Seine Kollegen lauschten seinen weinerlichen Worten mit einem gewissen Maß an Zynismus. Ihre Lage war schlimm, dennoch konnte man noch ein paar lustige Aspekte daran finden. Ais Firethorn den Höhepunkt des Selbstmitleids erreicht hatte, wurde er von der Ankunft eines ängstlichen George Dart unterbrochen.

»Was willst du?« grollte Firethorn.

»Ich bringe Euch eine Nachricht von der Dame, Sir.«

»Mistress Becket?«

»Mistress Budden.«

»So redet schon.«

»Wir saßen nebeneinander auf dem Kutschbock, Master, und ich war so frei.
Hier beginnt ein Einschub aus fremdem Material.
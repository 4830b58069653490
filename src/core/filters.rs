use crate::domain::model::{FilterControls, ListingCard};
use regex::Regex;
use serde::Serialize;
use std::sync::LazyLock;

static LEADING_NUMBER: LazyLock<Regex> = LazyLock::new(|| {
    Regex::new(r"^\s*([+-]?)(Infinity|(?:\d+\.?\d*|\.\d+)(?:[eE][+-]?\d+)?)")
        .expect("number pattern is valid")
});

/// 寬鬆的數字解析：取字串開頭的數字部分 ("250000 USD" -> 250000)，沒有則為 None
pub fn parse_leading_number(raw: &str) -> Option<f64> {
    let caps = LEADING_NUMBER.captures(raw)?;
    let negative = &caps[1] == "-";
    let magnitude = match &caps[2] {
        "Infinity" => f64::INFINITY,
        digits => digits.parse::<f64>().ok()?,
    };
    Some(if negative { -magnitude } else { magnitude })
}

/// 每次 change 事件時從控制項重新讀取，不做快取
#[derive(Debug, Clone, PartialEq, Serialize)]
pub struct FilterCriteria {
    pub location: Option<String>,
    pub min_price: f64,
    pub max_price: f64,
}

impl Default for FilterCriteria {
    fn default() -> Self {
        Self {
            location: None,
            min_price: 0.0,
            max_price: f64::INFINITY,
        }
    }
}

impl FilterCriteria {
    pub fn read(controls: &FilterControls) -> Self {
        let non_empty = |value: &Option<String>| value.clone().filter(|v| !v.is_empty());

        // 空白用預設值；有填但無法解析的邊界不設限
        Self {
            location: non_empty(&controls.location),
            min_price: non_empty(&controls.min_price).map_or(0.0, |v| {
                parse_leading_number(&v).unwrap_or(f64::NEG_INFINITY)
            }),
            max_price: non_empty(&controls.max_price)
                .and_then(|v| parse_leading_number(&v))
                .unwrap_or(f64::INFINITY),
        }
    }

    /// 邊界值包含在內；價格無法解析時視為 0
    pub fn matches(&self, card: &ListingCard) -> bool {
        if let Some(location) = &self.location {
            let in_location = card
                .location
                .as_deref()
                .is_some_and(|card_location| card_location.contains(location.as_str()));
            if !in_location {
                return false;
            }
        }

        let price = card_price(card);
        price >= self.min_price && price <= self.max_price
    }
}

pub fn card_price(card: &ListingCard) -> f64 {
    card.price
        .as_deref()
        .and_then(parse_leading_number)
        .unwrap_or(0.0)
}

/// 重新計算所有卡片的顯示狀態，回傳顯示中的數量
pub fn apply(listings: &mut [ListingCard], criteria: &FilterCriteria) -> usize {
    let mut shown = 0;
    for card in listings.iter_mut() {
        card.visible = criteria.matches(card);
        if card.visible {
            shown += 1;
        }
    }
    tracing::debug!(
        "Filter {:?} [{}, {}] -> {}/{} listings shown",
        criteria.location,
        criteria.min_price,
        criteria.max_price,
        shown,
        listings.len()
    );
    shown
}

#[cfg(test)]
mod tests {
    use super::*;

    fn listings() -> Vec<ListingCard> {
        vec![
            ListingCard::new("Harbour flat", "Sydney CBD", "450000"),
            ListingCard::new("Beach house", "Bondi, Sydney", "1200000"),
            ListingCard::new("Studio", "Melbourne", "300000"),
            ListingCard::new("Mystery lot", "Melbourne", "call us"),
        ]
    }

    fn controls(location: &str, min: &str, max: &str) -> FilterControls {
        FilterControls {
            bound: true,
            location: Some(location.to_string()),
            min_price: Some(min.to_string()),
            max_price: Some(max.to_string()),
        }
    }

    fn visible(cards: &[ListingCard]) -> Vec<bool> {
        cards.iter().map(|card| card.visible).collect()
    }

    #[test]
    fn test_parse_leading_number() {
        assert_eq!(parse_leading_number("450000"), Some(450000.0));
        assert_eq!(parse_leading_number("  250000 USD"), Some(250000.0));
        assert_eq!(parse_leading_number("1.5e3"), Some(1500.0));
        assert_eq!(parse_leading_number(".5"), Some(0.5));
        assert_eq!(parse_leading_number("-20"), Some(-20.0));
        assert_eq!(parse_leading_number("Infinity"), Some(f64::INFINITY));
        assert_eq!(parse_leading_number("$100"), None);
        assert_eq!(parse_leading_number(""), None);
    }

    #[test]
    fn test_defaults_show_everything() {
        let mut cards = listings();
        let criteria = FilterCriteria::read(&controls("", "", ""));
        assert_eq!(criteria, FilterCriteria::default());
        assert_eq!(apply(&mut cards, &criteria), 4);
    }

    #[test]
    fn test_location_substring() {
        let mut cards = listings();
        let criteria = FilterCriteria::read(&controls("Sydney", "", ""));
        apply(&mut cards, &criteria);
        assert_eq!(visible(&cards), vec![true, true, false, false]);
    }

    #[test]
    fn test_inclusive_bounds() {
        let mut cards = listings();
        let criteria = FilterCriteria::read(&controls("", "300000", "450000"));
        apply(&mut cards, &criteria);
        assert_eq!(visible(&cards), vec![true, false, true, false]);
    }

    #[test]
    fn test_unparseable_price_is_zero() {
        let cards = listings();
        assert_eq!(card_price(&cards[3]), 0.0);

        let mut cards = listings();
        apply(&mut cards, &FilterCriteria::read(&controls("", "", "0")));
        assert_eq!(visible(&cards), vec![false, false, false, true]);

        let mut missing = ListingCard::new("No price", "Perth", "");
        missing.price = None;
        assert_eq!(card_price(&missing), 0.0);
    }

    #[test]
    fn test_missing_location_hidden_when_filtering() {
        let mut card = ListingCard::new("Unlisted", "", "100");
        card.location = None;
        let mut cards = vec![card];

        apply(&mut cards, &FilterCriteria::read(&controls("Perth", "", "")));
        assert!(!cards[0].visible);

        apply(&mut cards, &FilterCriteria::read(&controls("", "", "")));
        assert!(cards[0].visible);
    }

    #[test]
    fn test_unparseable_bounds_impose_no_limit() {
        let criteria = FilterCriteria::read(&controls("", "abc", "n/a"));
        assert_eq!(criteria.min_price, f64::NEG_INFINITY);
        assert_eq!(criteria.max_price, f64::INFINITY);

        let mut cards = vec![
            ListingCard::new("Rebate", "Perth", "-5"),
            ListingCard::new("Flat", "Perth", "250000"),
        ];
        apply(&mut cards, &criteria);
        assert_eq!(visible(&cards), vec![true, true]);

        // 空白下限仍是 0
        apply(&mut cards, &FilterCriteria::read(&controls("", "", "")));
        assert_eq!(visible(&cards), vec![false, true]);
    }

    #[test]
    fn test_recomputation_is_idempotent() {
        let mut cards = listings();
        let criteria = FilterCriteria::read(&controls("Melbourne", "100000", ""));

        apply(&mut cards, &criteria);
        let first = visible(&cards);
        apply(&mut cards, &criteria);
        assert_eq!(visible(&cards), first);
        assert_eq!(cards[2].display(), "block");
        assert_eq!(cards[0].display(), "none");
    }
}
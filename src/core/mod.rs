pub mod anchors;
pub mod contact_buttons;
pub mod contact_form;
pub mod controller;
pub mod dropdown;
pub mod faq;
pub mod filters;
pub mod navigation;
pub mod scroll_reveal;
pub mod toast;

pub use crate::domain::model::{ContactPayload, NavigationRequest, Page};
pub use crate::domain::ports::{ConfigProvider, FormSubmitter, Navigator};
pub use crate::utils::error::Result;
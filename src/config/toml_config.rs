use crate::core::ConfigProvider;
use crate::utils::error::{Result, SiteError};
use crate::utils::validation::{self, Validate};
use regex::Regex;
use serde::{Deserialize, Serialize};
use std::path::Path;
use std::sync::LazyLock;
use std::time::Duration;

pub const DEFAULT_WHATSAPP_MESSAGE: &str = "Hello, I am interested in your services.";

static ENV_VAR_PATTERN: LazyLock<Regex> =
    LazyLock::new(|| Regex::new(r"\$\{([^}]+)\}").expect("env var pattern is valid"));

#[derive(Debug, Clone, Default, PartialEq, Serialize, Deserialize)]
#[serde(default)]
pub struct BehaviorConfig {
    pub form: FormConfig,
    pub navigation: NavigationConfig,
    pub toasts: ToastConfig,
    pub contact: ContactConfig,
    pub reveal: RevealConfig,
}

#[derive(Debug, Clone, PartialEq, Serialize, Deserialize)]
#[serde(default)]
pub struct FormConfig {
    /// 表單 webhook，例如 Apps Script 部署網址
    pub endpoint: Option<String>,
    pub timeout_seconds: u64,
}

impl Default for FormConfig {
    fn default() -> Self {
        Self {
            endpoint: None,
            timeout_seconds: 10,
        }
    }
}

#[derive(Debug, Clone, PartialEq, Serialize, Deserialize)]
#[serde(default)]
pub struct NavigationConfig {
    pub dropdown_hide_delay_ms: u64,
    pub default_page: String,
}

impl Default for NavigationConfig {
    fn default() -> Self {
        Self {
            dropdown_hide_delay_ms: 100,
            default_page: "index.html".to_string(),
        }
    }
}

#[derive(Debug, Clone, PartialEq, Serialize, Deserialize)]
#[serde(default)]
pub struct ToastConfig {
    pub lifetime_ms: u64,
    pub exit_animation_ms: u64,
}

impl Default for ToastConfig {
    fn default() -> Self {
        Self {
            lifetime_ms: 3000,
            exit_animation_ms: 300,
        }
    }
}

#[derive(Debug, Clone, PartialEq, Serialize, Deserialize)]
#[serde(default)]
pub struct ContactConfig {
    pub whatsapp_message: String,
}

impl Default for ContactConfig {
    fn default() -> Self {
        Self {
            whatsapp_message: DEFAULT_WHATSAPP_MESSAGE.to_string(),
        }
    }
}

#[derive(Debug, Clone, PartialEq, Serialize, Deserialize)]
#[serde(default)]
pub struct RevealConfig {
    pub threshold: f64,
    pub offset_px: u32,
    pub transition: String,
}

impl Default for RevealConfig {
    fn default() -> Self {
        Self {
            threshold: 0.1,
            offset_px: 20,
            transition: "opacity 0.6s ease, transform 0.6s ease".to_string(),
        }
    }
}

impl BehaviorConfig {
    /// 從 TOML 檔案載入配置
    pub fn from_file<P: AsRef<Path>>(path: P) -> Result<Self> {
        let content = std::fs::read_to_string(&path).map_err(SiteError::IoError)?;
        Self::from_toml_str(&content)
    }

    /// 從 TOML 字串解析配置
    pub fn from_toml_str(content: &str) -> Result<Self> {
        let processed_content = Self::substitute_env_vars(content);

        toml::from_str(&processed_content).map_err(|e| SiteError::ConfigError {
            message: format!("TOML parsing error: {}", e),
        })
    }

    /// 替換環境變數 (例如 ${FORM_SCRIPT_ID})，找不到的保持原樣
    fn substitute_env_vars(content: &str) -> String {
        ENV_VAR_PATTERN
            .replace_all(content, |caps: &regex::Captures| {
                let var_name = &caps[1];
                std::env::var(var_name).unwrap_or_else(|_| format!("${{{}}}", var_name))
            })
            .to_string()
    }

    pub fn validate_config(&self) -> Result<()> {
        if let Some(endpoint) = &self.form.endpoint {
            validation::validate_url("form.endpoint", endpoint)?;
        }
        validation::validate_positive_number("form.timeout_seconds", self.form.timeout_seconds, 1)?;
        validation::validate_positive_number(
            "navigation.dropdown_hide_delay_ms",
            self.navigation.dropdown_hide_delay_ms,
            1,
        )?;
        validation::validate_non_empty_string(
            "navigation.default_page",
            &self.navigation.default_page,
        )?;
        validation::validate_positive_number("toasts.lifetime_ms", self.toasts.lifetime_ms, 1)?;
        validation::validate_non_empty_string(
            "contact.whatsapp_message",
            &self.contact.whatsapp_message,
        )?;
        validation::validate_range("reveal.threshold", self.reveal.threshold, 0.0, 1.0)?;

        // 未替換的 ${VAR} 代表環境沒有提供
        if let Some(endpoint) = &self.form.endpoint {
            if ENV_VAR_PATTERN.is_match(endpoint) {
                return Err(SiteError::ConfigValidationError {
                    field: "form.endpoint".to_string(),
                    message: format!("Unresolved environment variable in '{}'", endpoint),
                });
            }
        }

        Ok(())
    }
}

impl ConfigProvider for BehaviorConfig {
    fn form_endpoint(&self) -> Option<&str> {
        self.form.endpoint.as_deref().filter(|e| !e.trim().is_empty())
    }

    fn form_timeout(&self) -> Duration {
        Duration::from_secs(self.form.timeout_seconds)
    }

    fn dropdown_hide_delay(&self) -> Duration {
        Duration::from_millis(self.navigation.dropdown_hide_delay_ms)
    }

    fn default_page(&self) -> &str {
        &self.navigation.default_page
    }

    fn toast_lifetime(&self) -> Duration {
        Duration::from_millis(self.toasts.lifetime_ms)
    }

    fn toast_exit_animation(&self) -> Duration {
        Duration::from_millis(self.toasts.exit_animation_ms)
    }

    fn whatsapp_message(&self) -> &str {
        &self.contact.whatsapp_message
    }

    fn reveal_threshold(&self) -> f64 {
        self.reveal.threshold
    }

    fn reveal_offset_px(&self) -> u32 {
        self.reveal.offset_px
    }

    fn reveal_transition(&self) -> &str {
        &self.reveal.transition
    }
}

impl Validate for BehaviorConfig {
    fn validate(&self) -> Result<()> {
        self.validate_config()
    }
}
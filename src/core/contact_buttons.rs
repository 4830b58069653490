use crate::domain::model::{ContactAction, NavigationRequest};

pub fn whatsapp_link(phone: &str, message: &str) -> String {
    format!("https://wa.me/{}?text={}", phone, urlencoding::encode(message))
}

pub fn call_link(phone: &str) -> String {
    format!("tel:{}", phone)
}

/// 將按鈕動作轉成導覽請求；WhatsApp 開新視窗，電話改變目前位置
pub fn navigation_for(action: &ContactAction, default_message: &str) -> NavigationRequest {
    match action {
        ContactAction::WhatsApp { phone, message } => {
            let message = message
                .as_deref()
                .filter(|m| !m.is_empty())
                .unwrap_or(default_message);
            NavigationRequest::OpenNewContext {
                url: whatsapp_link(phone, message),
            }
        }
        ContactAction::Call { phone } => NavigationRequest::Assign {
            url: call_link(phone),
        },
    }
}
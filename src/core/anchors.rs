use crate::domain::model::{NavigationRequest, Page};

/// `a[href^="#"]` 點擊：目標存在時平滑捲動過去
pub fn scroll_request(page: &Page, href: &str) -> Option<NavigationRequest> {
    let target_id = href.strip_prefix('#')?;
    if target_id.is_empty() || !page.has_element_id(target_id) {
        tracing::debug!("Anchor '{}' has no target", href);
        return None;
    }

    Some(NavigationRequest::ScrollIntoView {
        target_id: target_id.to_string(),
        smooth: true,
    })
}
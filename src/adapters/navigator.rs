use crate::domain::model::NavigationRequest;
use crate::domain::ports::Navigator;
use std::sync::{Arc, Mutex};

/// 只記錄導覽請求的 navigator
#[derive(Debug, Clone, Default)]
pub struct LoggingNavigator;

impl Navigator for LoggingNavigator {
    fn navigate(&self, request: NavigationRequest) {
        match &request {
            NavigationRequest::OpenNewContext { url } => {
                tracing::info!("🔗 Opening new window: {}", url)
            }
            NavigationRequest::Assign { url } => tracing::info!("🔗 Navigating to: {}", url),
            NavigationRequest::ScrollIntoView { target_id, .. } => {
                tracing::info!("🔗 Scrolling to #{}", target_id)
            }
        }
    }
}

/// 保留所有導覽請求，供預覽輸出與測試檢查
#[derive(Debug, Clone, Default)]
pub struct RecordingNavigator {
    requests: Arc<Mutex<Vec<NavigationRequest>>>,
}

impl RecordingNavigator {
    pub fn new() -> Self {
        Self::default()
    }

    pub fn requests(&self) -> Vec<NavigationRequest> {
        self.requests
            .lock()
            .map(|requests| requests.clone())
            .unwrap_or_default()
    }
}

impl Navigator for RecordingNavigator {
    fn navigate(&self, request: NavigationRequest) {
        LoggingNavigator.navigate(request.clone());
        if let Ok(mut requests) = self.requests.lock() {
            requests.push(request);
        }
    }
}
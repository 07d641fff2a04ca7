//! Tailwind v3 → v4 conversion pipeline
//!
//!     This crate converts a Tailwind CSS v3 JavaScript configuration object and its
//!     companion stylesheet into the v4 CSS-first syntax (`@import "tailwindcss"`,
//!     `@custom-media`, `@plugin`, `@theme`, `@layer`).
//!
//! Architecture
//!
//!     The pipeline is a chain of pure functions, leaves first:
//!
//!     - config: scans the JavaScript-like object literal into a value tree and
//!       extracts the fields the conversion cares about (theme screens, typography
//!       overrides, plugin list, daisyUI settings). Everything else is preserved
//!       opaquely.
//!     - stylesheet: classifies stylesheet lines into sections by directive
//!       markers, then mines structural rules (base styles, component classes)
//!       out of each section's text.
//!     - emit: turns extracted data into v4 declarations (custom media queries,
//!       plugin blocks, theme variable blocks).
//!     - merge: assembles the final output in a fixed section order and owns the
//!       error boundary.
//!
//!     The file structure:
//!     .
//!     ├── error.rs            # ExtractError / ConvertError
//!     ├── options.rs          # output formatting knobs
//!     ├── report.rs           # ConversionResult and warning collection
//!     ├── config
//!     │   ├── tokens.rs       # logos lexer for the object-literal grammar
//!     │   ├── scanner.rs      # recursive-descent scanner -> ConfigValue
//!     │   ├── value.rs        # ConfigValue tree
//!     │   └── extract.rs      # anchor location + field extraction
//!     ├── stylesheet
//!     │   ├── sections.rs     # single-pass line classifier
//!     │   └── mine.rs         # per-section structural mining + color rewrite
//!     ├── emit
//!     │   ├── theme.rs        # screens -> @custom-media
//!     │   ├── typography.rs   # typography @plugin block
//!     │   └── daisyui.rs      # daisyUI @plugin block + @theme blocks
//!     └── merge.rs            # fixed-order assembly
//!
//!     This is a pure lib: it powers file- and CLI-level wrappers but is shell
//!     agnostic. No code here reads files, prints to std streams, or touches env
//!     vars; diagnostics go through the `tracing` facade and no subscriber is
//!     installed.
//!
//! Fidelity
//!
//!     The input grammar is deliberately minimal. This is not a JavaScript or CSS
//!     parser; it recognizes the shapes the v3 configuration convention produces
//!     (object literals, arrays, strings, `null`, bare expressions) and treats
//!     anything else as opaque pass-through text. Failures inside individual
//!     sub-fields degrade to documented defaults and surface as warnings; only a
//!     config whose outer object cannot be located at all is a hard error.

pub mod config;
pub mod emit;
pub mod error;
pub mod merge;
pub mod options;
pub mod report;
pub mod stylesheet;

pub use config::extract::extract_config;
pub use config::{DaisyConfig, DaisyThemes, ParsedConfig, PluginRef, ThemeConfig, ThemeEntry};
pub use error::{ConvertError, ExtractError};
pub use options::ConvertOptions;
pub use report::{ConversionResult, Warnings};
pub use stylesheet::{sectionize, SectionedCss};

/// Convert a v3 configuration source and stylesheet source into v4 CSS.
///
/// This is the top-level entry point and the only place where extraction
/// failures become user-visible: a fatal error is converted into a single
/// `errors` entry with empty `css`, while degraded sub-parses accumulate in
/// `warnings` alongside a normal result.
pub fn convert(config_source: &str, css_source: &str, options: &ConvertOptions) -> ConversionResult {
    let mut warnings = Warnings::new();
    let config = match extract_config(config_source, &mut warnings) {
        Ok(config) => config,
        Err(err) => {
            let err = ConvertError::Config(err);
            return ConversionResult::failure(format!("Conversion error: {err}"), warnings);
        }
    };
    let sections = sectionize(css_source);
    merge::merge(&config, &sections, options, warnings)
}

/// Convert from an already-structured configuration record.
///
/// The record is stringified into the anchored literal form and fed through the
/// same extraction path as raw source text, so both entry points share one set
/// of semantics.
pub fn convert_structured(
    config: &serde_json::Value,
    css_source: &str,
    options: &ConvertOptions,
) -> ConversionResult {
    let rendered = serde_json::to_string_pretty(config).expect("JSON value serializes");
    let source = format!("export default {rendered} satisfies Config;");
    convert(&source, css_source, options)
}
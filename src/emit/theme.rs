//! Theme conversion: breakpoints and color values

use crate::stylesheet::mine::rewrite_color_vars;

/// One `@custom-media` declaration per screen entry, in source order.
pub fn convert_screens(screens: &[(String, String)]) -> Vec<String> {
    screens
        .iter()
        .map(|(name, value)| format!("@custom-media --{name} (min-width: {value});"))
        .collect()
}

/// Narrow color compatibility shim.
///
/// Values already written as a plain perceptual color function pass through
/// unchanged, so re-converting converted output is a no-op. Legacy
/// `oklch(var(--X))` references are rewritten to their v4 variable form.
/// Anything else (hex, named colors) is left alone.
pub fn normalize_color(value: &str) -> String {
    let trimmed = value.trim();
    if trimmed.starts_with("oklch(") && !trimmed.contains("var(") {
        return trimmed.to_string();
    }
    rewrite_color_vars(trimmed)
}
Euch vor ihren Ohren zu loben.« Ein Lächeln erschien auf Firethorns Gesicht. »Ich habe von Eurer schönen Stimme gesprochen und daß Ihr das Gebetbuch so schön aufsagen könntet, als sei es Musik des Himmels.«

»So ist es, George, so ist es.«

»Mistress Budden war davon sehr beeindruckt.«

»Wie lautet ihre Botschaft?«

»Sie sitzt im Bett«, sagte Dart. »Es ist ihr größter Wunsch, daß Ihr ihr aus den Psalmen vorlest, bevor sie die Augen zu christlichem Schlafe schließt.«

Lawrence Firethorn spürte das Wiedererwachen seiner Lust. Eine Gelegenheit, die er niemals erhofft hatte, breitete sich jetzt vor ihm aus. Eleanor Budden lag in ihrem Schlafzimmer, voller Vertrauen auf den Klang seiner Stimme. Psalme konnten zu Liebesseufzern führen. Während die Versuchung an seinen Lenden leckte, sah er die Hindernisse. Susan Becket wartete im Nachbarzimmer. Eine Kostümkiste mußte aufgespürt, Pläne gemacht werden. Die Arbeit würde ihn noch für Stunden hier unten festhalten.

Die Enttäuschung bohrte in seinen Eingeweiden, aber es gab keinen Ausweg für ihn. Ohne auf die grinsenden Gesichter von Gill und Hoode zu achten, wandte er sich mit überlegener Ruhe an den Boten.

»Sag ihr, ich könne heute nacht nicht kommen. Aber ich würde aus ganzem Herzen für Mistress Budden beten.«

Und mit dieser zweideutigen Bemerkung ließ er es bewenden.

*

Das erste, was er bemerkte, war der Gestank, der seinen Geruchssinn attackierte. Der Schuppen war als Stall für einen Esel benutzt worden, dessen Kot sich mit dem Stroh vermischt hatte. Als er versuchte, sich zu bewegen, fühlte sich sein Kopf an, als wolle sich jemand von hinten Zugang zu seinem Schädel verschaffen. Nicholas Bracewell blieb bewegungslos liegen, bis sein Kopf sich geklärt hatte. Irgend etwas kitzelte ihn am Fuß. Er öffnete ein trübes Auge und erkannte die traurige Gestalt des Richard Honeydew, der ein Bein ausstreckte, um ihn anzustupsen. Der Junge war immer noch gefesselt und geknebelt. Nicholas' erster Impuls war, ihn loszubinden, doch als er sich bewegte, merkte er, daß auch er gefesselt und mit einem Strick an einem Eisenring in der Wand festgebunden war. Die Beule an seinem Hinterkopf begann wieder zu schmerzen, doch der Knebel im Mund dämpfte sein Stöhnen.